= William Moses (academic) =

English academic and lawyer

William Moses (1623?-1688) was an English academic and lawyer, Master of Pembroke College, Cambridge, during the Interregnum and later serjeant-at-law.

==Life==
The son of John Moses, merchant tailor, he was born in the parish of St. Saviour, Southwark, about 1623. On 28 March 1632, at age nine, he was admitted to Christ's Hospital, and proceeded in 1639 as an exhibitioner to Pembroke Hall, now Pembroke College, Cambridge, where he graduated B.A. in 1644 and M.A. in 1647. Early in 1655 he was elected Master of Pembroke by the unanimous vote of the fellows. Benjamin Laney had been ejected from the mastership in March 1644, and the post had been successively held by the intruded Richard Vines and Sidrach Simpson. Moses was intruded as fellow at the same time as Vines, and acted as college treasurer for him.

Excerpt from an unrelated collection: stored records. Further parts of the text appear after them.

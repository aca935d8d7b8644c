use std::sync::Arc;

use chrono::Utc;
use uuid::Uuid;

use crate::dto::template_dto::{CreateTemplatePayload, UpdateTemplatePayload};
use crate::dto::workflow_dto::{BatchItem, BatchResponse, SendEmailsPayload};
use crate::error::{Error, Result};
use crate::models::candidate::CandidateStatus;
use crate::models::email_template::EmailTemplate;
use crate::store::Store;

#[derive(Clone)]
pub struct TemplateService {
    store: Arc<dyn Store>,
}

impl TemplateService {
    pub fn new(store: Arc<dyn Store>) -> Self {
        Self { store }
    }

    pub async fn list(&self) -> Result<Vec<EmailTemplate>> {
        self.store.list_templates().await
    }

    pub async fn get(&self, id: Uuid) -> Result<EmailTemplate> {
        self.store
            .get_template(id)
            .await?
            .ok_or_else(|| Error::NotFound("Email template not found".into()))
    }

    pub async fn create(&self, payload: CreateTemplatePayload) -> Result<EmailTemplate> {
        let template = EmailTemplate {
            id: Uuid::new_v4(),
            name: payload.name,
            subject: payload.subject,
            body: payload.body,
            template_type: payload.template_type,
        };
        self.store.insert_template(template).await
    }

    pub async fn update(&self, id: Uuid, payload: UpdateTemplatePayload) -> Result<EmailTemplate> {
        let mut template = self.get(id).await?;

        if let Some(name) = payload.name {
            template.name = name;
        }
        if let Some(subject) = payload.subject {
            template.subject = subject;
        }
        if let Some(body) = payload.body {
            template.body = body;
        }
        if let Some(template_type) = payload.template_type {
            template.template_type = template_type;
        }

        self.store.save_template(template).await
    }

    pub async fn delete(&self, id: Uuid) -> Result<()> {
        if !self.store.delete_template(id).await? {
            return Err(Error::NotFound("Email template not found".into()));
        }
        Ok(())
    }

    /// Moves each listed candidate to `email_sent`, rendering the chosen
    /// template per candidate. Dispatch itself happens on the client path
    /// through the hosted backend's notification helpers, not here.
    pub async fn send_bulk(&self, payload: SendEmailsPayload) -> Result<BatchResponse> {
        let template = match payload.template_id {
            Some(template_id) => Some(self.get(template_id).await?),
            None => None,
        };

        let mut results = Vec::with_capacity(payload.candidate_ids.len());
        for candidate_id in payload.candidate_ids {
            let Some(mut candidate) = self.store.get_candidate(candidate_id).await? else {
                results.push(BatchItem::failed(candidate_id, "candidate not found"));
                continue;
            };
            if !candidate
                .status
                .can_transition_to(CandidateStatus::EmailSent)
            {
                results.push(BatchItem::failed(
                    candidate_id,
                    format!("cannot move from {} to email_sent", candidate.status),
                ));
                continue;
            }

            if let Some(template) = &template {
                let job_title = self
                    .store
                    .get_job(candidate.job_id)
                    .await?
                    .map(|job| job.title)
                    .unwrap_or_default();
                let (subject, _body) = template.render(&candidate.name, &job_title);
                tracing::info!(
                    candidate_id = %candidate_id,
                    template = %template.name,
                    subject = %subject,
                    "Rendered bulk email"
                );
            }

            candidate.status = CandidateStatus::EmailSent;
            candidate.last_updated = Utc::now().date_naive();
            self.store.save_candidate(candidate).await?;
            results.push(BatchItem::succeeded(candidate_id));
        }

        Ok(BatchResponse::from_items(results))
    }
}
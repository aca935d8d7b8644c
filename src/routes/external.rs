use axum::{
    extract::State,
    response::{IntoResponse, Json},
};

use crate::{
    dto::candidate_dto::CandidateResponse, dto::job_dto::JobResponse, error::Result, AppState,
};

/// Jobs from the hosted data backend, already mapped to the canonical
/// shape at the adapter boundary.
#[utoipa::path(
    get,
    path = "/api/external/jobs",
    responses(
        (status = 200, description = "Jobs from the external backend", body = Json<Vec<JobResponse>>),
        (status = 502, description = "External backend not configured or unreachable")
    )
)]
#[axum::debug_handler]
pub async fn list_external_jobs(State(state): State<AppState>) -> Result<impl IntoResponse> {
    let jobs = state.external_service.fetch_jobs().await?;
    let items: Vec<JobResponse> = jobs.into_iter().map(Into::into).collect();
    Ok(Json(items))
}

#[utoipa::path(
    get,
    path = "/api/external/candidates",
    responses(
        (status = 200, description = "Candidates from the external backend", body = Json<Vec<CandidateResponse>>),
        (status = 502, description = "External backend not configured or unreachable")
    )
)]
#[axum::debug_handler]
pub async fn list_external_candidates(State(state): State<AppState>) -> Result<impl IntoResponse> {
    let candidates = state.external_service.fetch_candidates().await?;
    let items: Vec<CandidateResponse> = candidates.into_iter().map(Into::into).collect();
    Ok(Json(items))
}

Oliver Cromwell demurred to the appointment of Moses as Master, having wanted another in the post, but on representations made of the services of Moses to the college he withdrew his previous choice. Moses was a good administrator, securing for his college the possession of the benefactions of Sir Robert Hitcham, and rebuilding much of the fabric. He outwitted Cromwell by proceeding to the election to a vacant post, in advance of the anticipated arrival of Cromwell's nomination. Among the fellows of his period in office were William Sampson and Nathaniel Coga, and Nehemiah Grew was admitted.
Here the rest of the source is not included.